2. Obtain Team's Commitment
Every person’s needs are unique but most share similar expectations for training and change initiatives - they need to be valuable, respectful, and engaging. If it’s not a shared goal, it’s just your own goal. Initiatives that consistently meet these standards will have the best chance of creating satisfied employees.
Understand whether a shift is being made, or whether this is more a realignment to cultural values that exist already. Ensure first that the management and leadership team buys into this. They will need to live and breathe the culture for it to be replicable across the organization.
This alignment of energy and emotion is a powerful agent of change.
It guides people and keeps them on the path to future success.
Communicate this at every stage - consider how this becomes part of training, company-wide events, project evaluation, and definitions of success. Alignment is not easy!
3. Follow Up
A Harvard study found a shocking 93% of employees don’t fully understand their company’s business strategies and goals or how they're expected to help achieve them.
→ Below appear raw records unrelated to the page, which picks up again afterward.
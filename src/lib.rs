pub mod audit;
pub mod client;
pub mod config;
pub mod db;
pub mod dto;
pub mod entity;
pub mod error;
pub mod middleware;
pub mod models;
pub mod response;
pub mod routes;
pub mod services;
pub mod state;
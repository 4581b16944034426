use serde_json::Value;
use uuid::Uuid;

use crate::{db::DbPool, error::AppResult};

pub async fn log_audit(
    pool: &DbPool,
    user_id: Option<Uuid>,
    action: &str,
    resource: Option<&str>,
    metadata: Option<Value>,
) -> AppResult<()> {
    let id = Uuid::new_v4();
    sqlx::query(
        r#"
        INSERT INTO audit_logs (id, user_id, action, resource, metadata)
        VALUES ($1, $2, $3, $4, $5)
        "#,
    )
    .bind(id)
    .bind(user_id)
    .bind(action)
    .bind(resource)
    .bind(metadata)
    .execute(pool)
    .await?;

    Ok(())
}

/// Record an audit entry; failures are logged and swallowed.
pub async fn record(
    pool: &DbPool,
    user_id: Uuid,
    action: &str,
    resource: &str,
    metadata: Value,
) {
    if let Err(err) = log_audit(pool, Some(user_id), action, Some(resource), Some(metadata)).await
    {
        tracing::warn!(error = %err, action, "audit log failed");
    }
}
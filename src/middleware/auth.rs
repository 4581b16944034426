use axum::{extract::FromRequestParts, http::header};
use chrono::{Duration, Utc};
use jsonwebtoken::{DecodingKey, EncodingKey, Header, Validation, decode, encode};
use uuid::Uuid;

use crate::{dto::auth::Claims, error::AppError, models::Role, state::AppState};

#[derive(Debug, Clone)]
pub struct AuthUser {
    pub user_id: Uuid,
    pub role: Role,
}

pub fn ensure_role(user: &AuthUser, role: Role) -> Result<(), AppError> {
    if user.role != role {
        return Err(AppError::Forbidden);
    }
    Ok(())
}

pub fn ensure_admin(user: &AuthUser) -> Result<(), AppError> {
    ensure_role(user, Role::Admin)
}

pub fn issue_token(
    secret: &str,
    user_id: Uuid,
    role: Role,
    ttl_hours: i64,
) -> Result<String, AppError> {
    let expiration = Utc::now()
        .checked_add_signed(Duration::hours(ttl_hours))
        .ok_or_else(|| AppError::Internal(anyhow::anyhow!("Failed to set expiration")))?;

    let claims = Claims {
        sub: user_id.to_string(),
        role: role.as_str().to_string(),
        exp: expiration.timestamp() as usize,
    };

    encode(
        &Header::default(),
        &claims,
        &EncodingKey::from_secret(secret.as_bytes()),
    )
    .map_err(|e| AppError::Internal(anyhow::anyhow!(e.to_string())))
}

pub fn verify_token(secret: &str, token: &str) -> Result<AuthUser, AppError> {
    let decoded = decode::<Claims>(
        token,
        &DecodingKey::from_secret(secret.as_bytes()),
        &Validation::default(),
    )
    .map_err(|_| AppError::Unauthorized("Invalid or expired token".into()))?;

    let user_id = Uuid::parse_str(&decoded.claims.sub)
        .map_err(|_| AppError::Unauthorized("Invalid user id in token".into()))?;
    let role = decoded
        .claims
        .role
        .parse::<Role>()
        .map_err(|_| AppError::Unauthorized("Invalid role in token".into()))?;

    Ok(AuthUser { user_id, role })
}

impl FromRequestParts<AppState> for AuthUser {
    type Rejection = AppError;

    async fn from_request_parts(
        parts: &mut axum::http::request::Parts,
        state: &AppState,
    ) -> Result<Self, Self::Rejection> {
        let auth_header = parts
            .headers
            .get(header::AUTHORIZATION)
            .ok_or_else(|| AppError::Unauthorized("Missing Authorization header".into()))?;

        let auth_str = auth_header
            .to_str()
            .map_err(|_| AppError::Unauthorized("Invalid Authorization header".into()))?;

        let token = auth_str
            .strip_prefix("Bearer ")
            .map(str::trim)
            .ok_or_else(|| AppError::Unauthorized("Invalid Authorization scheme".into()))?;

        verify_token(&state.config.jwt_secret, token)
    }
}

#[cfg(test)]
mod tests {
    use super::*;

    const SECRET: &str = "test-secret";

    #[test]
    fn issued_token_round_trips_identity() {
        let user_id = Uuid::new_v4();
        let token = issue_token(SECRET, user_id, Role::Admin, 1).unwrap();
        let user = verify_token(SECRET, &token).unwrap();
        assert_eq!(user.user_id, user_id);
        assert_eq!(user.role, Role::Admin);
    }

    #[test]
    fn token_signed_with_other_secret_is_rejected() {
        let token = issue_token("other", Uuid::new_v4(), Role::User, 1).unwrap();
        let err = verify_token(SECRET, &token).unwrap_err();
        assert!(matches!(err, AppError::Unauthorized(_)));
    }

    #[test]
    fn expired_token_is_rejected() {
        let token = issue_token(SECRET, Uuid::new_v4(), Role::User, -2).unwrap();
        assert!(verify_token(SECRET, &token).is_err());
    }

    #[test]
    fn ensure_admin_forbids_shoppers() {
        let shopper = AuthUser {
            user_id: Uuid::new_v4(),
            role: Role::User,
        };
        assert!(matches!(ensure_admin(&shopper), Err(AppError::Forbidden)));
    }
}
Alignment is the bridge—the key to fulfilling expectations, motivating teams, and meeting goals. Common pitfalls to doing this effectively include: assuming everyone is on the same page and getting things done properly, developing a plan and carelessly handing it off, or not making time to have a plan in the first place. Additionally, blaming others for not doing their part, defining roles and responsibilities poorly, and micromanaging.
DX’s Alignment Shift program highlights these blind spots and demonstrates how using our three-step process (setting expectations, obtaining team commitment and follow up) will guide your team to align successfully.
From team meetings to 360s, informal water-cooler-chats, up to board and stakeholder meetings, it’s vital to maintain momentum. Having a shared sense of purpose, and feeling part of a culture that values you, is not only empowering for employees, it can also be fun!
The more people enjoy their work, and feel part of something bigger than themselves, the more they become true advocates for your brand.